People travel to Berlin from all over the world to attend The Creative Bureaucracy Festival.
Although it’s held each year in early June, the one-day Creative Bureaucracy Festival — which attracts participants from government, politics, civil society, and other public administration organizations around the world to Berlin — starts in October or early November, with a call for participation. “We basically ask creative bureaucrats all over the world to submit their most creative projects,” said Johanna Sieben, the director of cluster public sector and engagement / deputy managing director for the Berlin-based Falling Walls Foundation, the host institution for the festival. “That’s when we start the festival year, because it’s really something that’s important to us — that people are engaged throughout the year and keep on with the conversation.”
Johanna Sieben
All of the submissions are judged by a jury, which picks out the most promising projects, Sieben said. “Then we do the Digital Kickoff, which is a combination of pitching videos from the projects that have been chosen by the jury and digital workshops.” Digital Kick-Off Day this year took place March 13, around three months before the festival on June 5, with 30 Project Showcases and 15 Digital Workshops from 15 countries. Around 1,500 viewers from around the world tuned in via livestream and 400 participated in the workshops.
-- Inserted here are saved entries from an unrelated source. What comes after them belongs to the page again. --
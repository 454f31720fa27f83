use super::*;

/// Tests claiming a milestone twice.
///
/// Expected: first claim Ok(true), second claim Ok(false)
#[tokio::test]
async fn claims_milestone_once() -> Result<(), DbErr> {
    let test = TestBuilder::new()
        .with_game_tables()
        .build()
        .await
        .unwrap();
    let db = test.db.as_ref().unwrap();

    let game = factory::create_game(db).await?;
    let date = NaiveDate::from_ymd_opt(2025, 3, 10).unwrap();

    let repo = ReleaseAnnouncementRepository::new(db);

    assert!(repo.claim(game.id, Milestone::ReleasingToday, date).await?);
    assert!(!repo.claim(game.id, Milestone::ReleasingToday, date).await?);
    assert!(repo.exists(game.id, Milestone::ReleasingToday, date).await?);

    Ok(())
}

/// Tests that claims are independent per milestone and per release date.
///
/// Verifies that a moved release date yields a fresh milestone.
///
/// Expected: Ok(true) for every distinct claim
#[tokio::test]
async fn separates_milestones_and_release_dates() -> Result<(), DbErr> {
    let test = TestBuilder::new()
        .with_game_tables()
        .build()
        .await
        .unwrap();
    let db = test.db.as_ref().unwrap();

    let game = factory::create_game(db).await?;
    let date = NaiveDate::from_ymd_opt(2025, 3, 10).unwrap();
    let delayed = NaiveDate::from_ymd_opt(2025, 4, 10).unwrap();

    let repo = ReleaseAnnouncementRepository::new(db);

    assert!(repo.claim(game.id, Milestone::ReleasingSoon, date).await?);
    assert!(repo.claim(game.id, Milestone::ReleasingToday, date).await?);
    assert!(repo.claim(game.id, Milestone::ReleasingSoon, delayed).await?);
    assert!(!repo.exists(game.id, Milestone::ReleasingToday, delayed).await?);

    Ok(())
}
//! Discord delivery of game notifications.
//!
//! Resolves the destinations subscribed to a game and posts the embed to each one,
//! either as the bot in a channel or through the guild's webhook. A failing destination
//! is logged and counted; delivery continues with the next one.

use async_trait::async_trait;
use chrono::NaiveDate;
use sea_orm::DatabaseConnection;
use serenity::{
    all::{ChannelId, CreateEmbed, CreateMessage, ExecuteWebhook, Webhook},
    http::Http,
};
use std::sync::Arc;

use crate::{
    data::destination::DestinationRepository,
    error::AppError,
    model::{
        destination::{Destination, DestinationTarget},
        game::{Game, SourceType},
        news::NewsItem,
    },
    notifier::{builder, DeliveryReport, NotificationSink},
};

pub struct DiscordNotifier {
    db: DatabaseConnection,
    http: Arc<Http>,
}

impl DiscordNotifier {
    /// Creates a new DiscordNotifier.
    ///
    /// # Arguments
    /// - `db` - Database connection used to resolve subscribed destinations
    /// - `http` - Discord HTTP client for sending messages and executing webhooks
    pub fn new(db: DatabaseConnection, http: Arc<Http>) -> Self {
        Self { db, http }
    }

    /// Sends `embed` to every destination subscribed to `game`.
    async fn deliver(
        &self,
        game: &Game,
        content: Option<String>,
        embed: CreateEmbed,
    ) -> Result<DeliveryReport, AppError> {
        let destinations = DestinationRepository::new(&self.db)
            .get_subscribed_to_game(game.id)
            .await?;

        let mut report = DeliveryReport::default();

        for destination in &destinations {
            match self
                .send_to(destination, content.as_deref(), embed.clone())
                .await
            {
                Ok(()) => report.delivered += 1,
                Err(e) => {
                    tracing::warn!(
                        "Failed to deliver notification for game {} ({}) to guild {}: {}",
                        game.id,
                        game.name,
                        destination.guild_id,
                        e
                    );
                    report.failed += 1;
                }
            }
        }

        tracing::debug!(
            "Delivered notification for game {} to {}/{} destinations",
            game.id,
            report.delivered,
            destinations.len()
        );

        Ok(report)
    }

    async fn send_to(
        &self,
        destination: &Destination,
        content: Option<&str>,
        embed: CreateEmbed,
    ) -> Result<(), AppError> {
        match &destination.target {
            DestinationTarget::Channel(channel_id) => {
                let mut message = CreateMessage::new().embed(embed);
                if let Some(content) = content {
                    message = message.content(content);
                }

                ChannelId::new(*channel_id)
                    .send_message(&self.http, message)
                    .await?;
            }
            DestinationTarget::Webhook(url) => {
                let webhook = Webhook::from_url(&self.http, url).await?;

                let mut execute = ExecuteWebhook::new().embed(embed);
                if let Some(content) = content {
                    execute = execute.content(content);
                }

                webhook.execute(&self.http, false, execute).await?;
            }
        }

        Ok(())
    }
}

#[async_trait]
impl NotificationSink for DiscordNotifier {
    async fn notify_update(
        &self,
        game: &Game,
        source_type: SourceType,
        item: &NewsItem,
    ) -> Result<DeliveryReport, AppError> {
        let embed = builder::update_embed(game, source_type, item)?;

        self.deliver(game, Some(format!("**.:New {} update:.**", game.name)), embed)
            .await
    }

    async fn notify_released_today(&self, game: &Game) -> Result<DeliveryReport, AppError> {
        let embed = builder::released_today_embed(game)?;

        self.deliver(game, None, embed).await
    }

    async fn notify_releasing_soon(
        &self,
        game: &Game,
        release_date: NaiveDate,
    ) -> Result<DeliveryReport, AppError> {
        let embed = builder::releasing_soon_embed(game, release_date)?;

        self.deliver(game, None, embed).await
    }

    async fn notify_release_date_changed(
        &self,
        game: &Game,
        old_date: NaiveDate,
        new_date: NaiveDate,
    ) -> Result<DeliveryReport, AppError> {
        let embed = builder::release_date_changed_embed(game, old_date, new_date)?;

        self.deliver(game, None, embed).await
    }
}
The pitching videos were then put before a community vote — 6,500 votes were cast. In the end, six community voting winners and two jury favorites were invited to present on the Creative Bureaucracy Festival’s big stage. “The Digital Kickoff was born out of the years 2020 and 2021, where we had the digital events,” Sieben said. “We were like, ‘Okay, there are always going to be people who cannot travel to Berlin. We want to keep up some kind of digital format.’ The Digital Kickoff was born. We have kept it ever since because it is nice to engage an international audience — not everyone can fly here to attend a one-day festival.”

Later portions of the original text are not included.